Exercise: Would you retype each record exactly as given?

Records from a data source

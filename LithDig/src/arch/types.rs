//! SPDX-FileCopyrightText: 2025 CyberDeco
//!
//! SPDX-License-Identifier: MIT AND Apache-2.0
//!
//! Archive table records

use std::io::{Read, Seek};

use crate::error::Result;
use crate::io::BinaryReader;

/// Raw file table record.
#[derive(Debug, Clone, Copy, PartialEq, Eq, Default)]
pub struct FileEntry {
    /// Offset of the name in the name table
    pub name_offset: i32,
    /// Absolute offset of the payload
    pub data_offset: i64,
    pub compressed_length: i64,
    pub uncompressed_length: i64,
    /// 0 = stored, 9 = chunked zlib
    pub flags: i32,
}

impl FileEntry {
    pub(crate) fn read<R: Read + Seek>(reader: &mut BinaryReader<R>) -> Result<Self> {
        Ok(Self {
            name_offset: reader.read_i32()?,
            data_offset: reader.read_i64()?,
            compressed_length: reader.read_i64()?,
            uncompressed_length: reader.read_i64()?,
            flags: reader.read_i32()?,
        })
    }

    /// Whether the payload is stored without block compression.
    #[must_use]
    pub fn is_stored(&self) -> bool {
        self.compressed_length == self.uncompressed_length
    }
}

/// Raw folder table record.
#[derive(Debug, Clone, Copy, PartialEq, Eq, Default)]
pub struct FolderEntry {
    /// Offset of the name in the name table; 0 marks the root
    pub name_offset: i32,
    /// Index of the first child folder, -1 for none
    pub first_child: i32,
    /// Index of the next sibling folder, -1 for none
    pub next_sibling: i32,
    /// Number of consecutive file table records owned by this folder
    pub file_count: i32,
}

impl FolderEntry {
    pub(crate) fn read<R: Read + Seek>(reader: &mut BinaryReader<R>) -> Result<Self> {
        Ok(Self {
            name_offset: reader.read_i32()?,
            first_child: reader.read_i32()?,
            next_sibling: reader.read_i32()?,
            file_count: reader.read_i32()?,
        })
    }
}

/// Archive header fields following the magic and version.
#[derive(Debug, Clone, Copy, PartialEq, Eq, Default)]
pub struct ArchHeader {
    pub name_table_length: i32,
    pub folder_count: i32,
    pub file_count: i32,
    /// Three header fields with no known meaning
    pub unknown: [i32; 3],
    /// Identifier or checksum, kept opaque
    pub guid: [u8; 16],
}

/// A folder with its resolved name and owned files.
#[derive(Debug, Clone, Default)]
pub struct ArchFolder {
    pub entry: FolderEntry,
    /// Name as stored in the name table (empty for the root)
    pub name: String,
    /// Indices into [`super::ArchFile::files`]
    pub files: Vec<usize>,
}

/// A file with its resolved name.
#[derive(Debug, Clone, Default)]
pub struct ArchFileEntry {
    pub entry: FileEntry,
    /// `None` for empty files, whose name offsets are not valid
    pub name: Option<String>,
    /// Name of the owning folder
    pub folder: Option<String>,
}

impl ArchFileEntry {
    /// Folder-relative path using `\` separators.
    #[must_use]
    pub fn full_path(&self) -> Option<String> {
        let name = self.name.as_ref()?;
        match self.folder.as_deref() {
            Some(folder) if !folder.trim().is_empty() => Some(format!("{folder}\\{name}")),
            _ => Some(name.clone()),
        }
    }
}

Solution to the problem:
filename LithDig/src/arch/types.rs
//! SPDX-FileCopyrightText: 2025 CyberDeco
//!
//! SPDX-License-Identifier: MIT AND Apache-2.0
//!
//! Archive table records

use std::io::{Read, Seek};

use crate::error::Result;
use crate::io::BinaryReader;

/// Raw file table record.
#[derive(Debug, Clone, Copy, PartialEq, Eq, Default)]
pub struct FileEntry {
    /// Offset of the name in the name table
    pub name_offset: i32,
    /// Absolute offset of the payload
    pub data_offset: i64,
    pub compressed_length: i64,
    pub uncompressed_length: i64,
    /// 0 = stored, 9 = chunked zlib
    pub flags: i32,
}

impl FileEntry {
    pub(crate) fn read<R: Read + Seek>(reader: &mut BinaryReader<R>) -> Result<Self> {
        Ok(Self {
            name_offset: reader.read_i32()?,
            data_offset: reader.read_i64()?,
            compressed_length: reader.read_i64()?,
            uncompressed_length: reader.read_i64()?,
            flags: reader.read_i32()?,
        })
    }

    /// Whether the payload is stored without block compression.
    #[must_use]
    pub fn is_stored(&self) -> bool {
        self.compressed_length == self.uncompressed_length
    }
}

/// Raw folder table record.
#[derive(Debug, Clone, Copy, PartialEq, Eq, Default)]
pub struct FolderEntry {
    /// Offset of the name in the name table; 0 marks the root
    pub name_offset: i32,
    /// Index of the first child folder, -1 for none
    pub first_child: i32,
    /// Index of the next sibling folder, -1 for none
    pub next_sibling: i32,
    /// Number of consecutive file table records owned by this folder
    pub file_count: i32,
}

impl FolderEntry {
    pub(crate) fn read<R: Read + Seek>(reader: &mut BinaryReader<R>) -> Result<Self> {
        Ok(Self {
            name_offset: reader.read_i32()?,
            first_child: reader.read_i32()?,
            next_sibling: reader.read_i32()?,
            file_count: reader.read_i32()?,
        })
    }
}

/// Archive header fields following the magic and version.
#[derive(Debug, Clone, Copy, PartialEq, Eq, Default)]
pub struct ArchHeader {
    pub name_table_length: i32,
    pub folder_count: i32,
    pub file_count: i32,
    /// Three header fields with no known meaning
    pub unknown: [i32; 3],
    /// Identifier or checksum, kept opaque
    pub guid: [u8; 16],
}

/// A folder with its resolved name and owned files.
#[derive(Debug, Clone, Default)]
pub struct ArchFolder {
    pub entry: FolderEntry,
    /// Name as stored in the name table (empty for the root)
    pub name: String,
    /// Indices into [`super::ArchFile::files`]
    pub files: Vec<usize>,
}

/// A file with its resolved name.
#[derive(Debug, Clone, Default)]
pub struct ArchFileEntry {
    pub entry: FileEntry,
    /// `None` for empty files, whose name offsets are not valid
    pub name: Option<String>,
    /// Name of the owning folder
    pub folder: Option<String>,
}

impl ArchFileEntry {
    /// Folder-relative path using `\` separators.
    #[must_use]
    pub fn full_path(&self) -> Option<String> {
        let name = self.name.as_ref()?;
        match self.folder.as_deref() {
            Some(folder) if !folder.trim().is_empty() => Some(format!("{folder}\\{name}")),
            _ => Some(name.clone()),
        }
    }
}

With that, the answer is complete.